[metrics-team] Onionoo: Availability and Performance

Sat Dec 26 16:22:00 UTC 2015

> Look at this graph:
> 
> https://people.torproject.org/~karsten/volatile/onionoo-requests-2015-12-17.png
> 
> The issue was that we forgot to enable Apache disk caching after
> migrating to another host.  The result was that Onionoo handled each
> request, rather than having Apache respond to those where it already
> knows the result.  Onionoo responses can be cached quite well, so not
> doing so is silly.  

That's really impressive! Reading the 'mod_cache' docs, this seems to
respect Cache-Control headers, making it an ideal mitigatory measure.
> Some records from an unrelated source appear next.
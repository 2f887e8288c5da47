use std::collections::HashSet;

use serde::{Deserialize, Serialize};

use crate::table::{Row, Table};

#[derive(Debug, Clone, Copy, Serialize, Deserialize, PartialEq, Eq)]
pub struct CleaningReport {
    pub input_rows: usize,
    pub duplicate_rows: usize,
    pub incomplete_rows: usize,
    pub output_rows: usize,
}

/// Keeps the first occurrence of every distinct row, preserving order.
pub fn deduplicate(table: &Table) -> Table {
    let mut seen: HashSet<&Row> = HashSet::with_capacity(table.len());
    let rows = table
        .rows()
        .iter()
        .filter(|row| seen.insert(*row))
        .cloned()
        .collect();
    table.with_rows(rows)
}

/// Drops every row holding at least one null cell.
pub fn drop_incomplete(table: &Table) -> Table {
    let rows = table
        .rows()
        .iter()
        .filter(|row| !row.iter().any(|value| value.is_null()))
        .cloned()
        .collect();
    table.with_rows(rows)
}

pub fn clean(table: &Table) -> Table {
    clean_with_report(table).0
}

pub fn clean_with_report(table: &Table) -> (Table, CleaningReport) {
    let deduplicated = deduplicate(table);
    let cleaned = drop_incomplete(&deduplicated);
    let report = CleaningReport {
        input_rows: table.len(),
        duplicate_rows: table.len() - deduplicated.len(),
        incomplete_rows: deduplicated.len() - cleaned.len(),
        output_rows: cleaned.len(),
    };
    (cleaned, report)
}

#[cfg(test)]
mod tests {
    use super::*;
    use crate::table::Value;

    fn table(columns: &[&str], rows: Vec<Vec<Value>>) -> Table {
        Table::new(columns.iter().map(|name| name.to_string()).collect(), rows)
            .expect("test table should be rectangular")
    }

    fn sample() -> Table {
        table(
            &["station", "temp", "humidity"],
            vec![
                vec![Value::text("A"), Value::from(12.5), Value::from(80)],
                vec![Value::text("B"), Value::Null, Value::from(75)],
                vec![Value::text("A"), Value::from(12.5), Value::from(80)],
                vec![Value::text("C"), Value::from(9), Value::from(90)],
                vec![Value::text("B"), Value::Null, Value::from(75)],
                vec![Value::text("C"), Value::from(9), Value::text("90")],
            ],
        )
    }

    #[test]
    fn deduplicate_keeps_first_occurrence_in_order() {
        let deduplicated = deduplicate(&sample());

        assert_eq!(deduplicated.len(), 4);
        assert_eq!(deduplicated.rows()[0][0], Value::text("A"));
        assert_eq!(deduplicated.rows()[1][0], Value::text("B"));
        assert_eq!(deduplicated.rows()[2][2], Value::from(90));
        // Same digits, different cell type: both survive.
        assert_eq!(deduplicated.rows()[3][2], Value::text("90"));
    }

    #[test]
    fn drop_incomplete_removes_rows_with_any_null() {
        let complete = drop_incomplete(&sample());

        assert_eq!(complete.len(), 4);
        assert!(complete
            .rows()
            .iter()
            .all(|row| row.iter().all(|value| !value.is_null())));
    }

    #[test]
    fn transforms_are_idempotent() {
        let input = sample();

        let once = deduplicate(&input);
        assert_eq!(deduplicate(&once), once);

        let once = drop_incomplete(&input);
        assert_eq!(drop_incomplete(&once), once);

        let once = clean(&input);
        assert_eq!(clean(&once), once);
    }

    #[test]
    fn clean_never_changes_columns() {
        let input = sample();
        let cleaned = clean(&input);

        assert_eq!(cleaned.columns(), input.columns());
    }

    #[test]
    fn report_accounts_for_every_removed_row() {
        let (cleaned, report) = clean_with_report(&sample());

        assert_eq!(
            report,
            CleaningReport {
                input_rows: 6,
                duplicate_rows: 2,
                incomplete_rows: 1,
                output_rows: 3,
            }
        );
        assert_eq!(cleaned.len(), report.output_rows);
    }

    #[test]
    fn empty_table_stays_empty() {
        let input = table(&["a"], Vec::new());
        let (cleaned, report) = clean_with_report(&input);

        assert!(cleaned.is_empty());
        assert_eq!(cleaned.columns(), &["a".to_string()]);
        assert_eq!(report.output_rows, 0);
    }
}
I'm curious to know whether descriptions of the production setup
are aggregated anywhere. I imagine they would be (or perhaps are)
of assistance to parties trying to provide mirrors, or to build
representative testing environments.

> I'm not entirely clear which fix we should apply.  Would you want to
> take a look at the ticket and post if you like the suggested fix, and
> if not, suggest the fix above and say why it's better?

Responded on Trac:

  https://trac.torproject.org/projects/tor/ticket/16907#comment:6

> Oh wow, this visualization is tough to follow.  Can you explain a bit
> more how to read it?

Sure! There's a good description here:

  http://www.brendangregg.com/FlameGraphs/cpuflamegraphs.html
  sha256: ea042d6dffc5f5d6b415c5962feec848e987ea95dd79033e03ac113f532afab9
  http://www.webcitation.org/6dsiv3Amx

..but to expand:

The visualisation describes a population of sampled stack traces. In
order to gather such a population, you have an agent observe a system
for some time, and at some frequency record both (1) the function then
active on-CPU, together with (2) the sequence of nested function calls
which lead it to arrive there. Aggregating these stacks can usefully
direct attention within a given program's source tree:

  1. When first diving into a developed code base, it can be difficult
     to determine which parts to read first. Code frequently active
     during runtime is typically only a small fraction of a program's
     full sources, and that fraction a good indication of where the
     significant logic resides. Aggregating frequently active stacks
     will often identify a comprehensible subset of functions integral
     to operation.

     Further, studying the structure of stacks within this reduced set
     can reveal control flow (without having to read any code!) Assuming
     enough information to resolve function names, call hierarchies
     (either linear as recorded, or inclusive of branches when merging
     over common roots) form a high-level description of operation.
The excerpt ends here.